Stored items.
#####
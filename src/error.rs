use thiserror::Error;

use crate::{buildings::BuildingKind, grid::TilePos};

/// Failures surfaced by player commands and the simulation core.
///
/// None of these are fatal: every caller recovers locally, usually by leaving
/// the world untouched and pushing a notice for the player.
#[derive(Debug, Clone, PartialEq, Error)]
pub enum SimError {
    #[error("cannot place {kind} at {origin}: site is occupied, unbuildable or off the map")]
    InvalidSite { kind: BuildingKind, origin: TilePos },

    #[error("not enough resources for {what}")]
    InsufficientResources { what: String },

    /// Carries the display form of the stale id, e.g. `resident_3`.
    #[error("unknown entity {0}")]
    UnknownEntity(String),

    #[error("no {0} available")]
    MissingCollaborator(&'static str),

    #[error("population cap of {cap} reached")]
    PopulationCapReached { cap: u32 },

    #[error("map can only grow: current size {current}, requested {requested}")]
    InvalidExpansion { current: u32, requested: u32 },

    #[error("cannot terraform tile {0}")]
    InvalidTerraform(TilePos),
}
#####
Retype, exactly as shown, the lines from the one with "is occupied, unbuildable" through the end of the records.

SOLVED PROBLEM.
    #[error("cannot place {kind} at {origin}: site is occupied, unbuildable or off the map")]
    InvalidSite { kind: BuildingKind, origin: TilePos },

    #[error("not enough resources for {what}")]
    InsufficientResources { what: String },

    /// Carries the display form of the stale id, e.g. `resident_3`.
    #[error("unknown entity {0}")]
    UnknownEntity(String),

    #[error("no {0} available")]
    MissingCollaborator(&'static str),

    #[error("population cap of {cap} reached")]
    PopulationCapReached { cap: u32 },

    #[error("map can only grow: current size {current}, requested {requested}")]
    InvalidExpansion { current: u32, requested: u32 },

    #[error("cannot terraform tile {0}")]
    InvalidTerraform(TilePos),
}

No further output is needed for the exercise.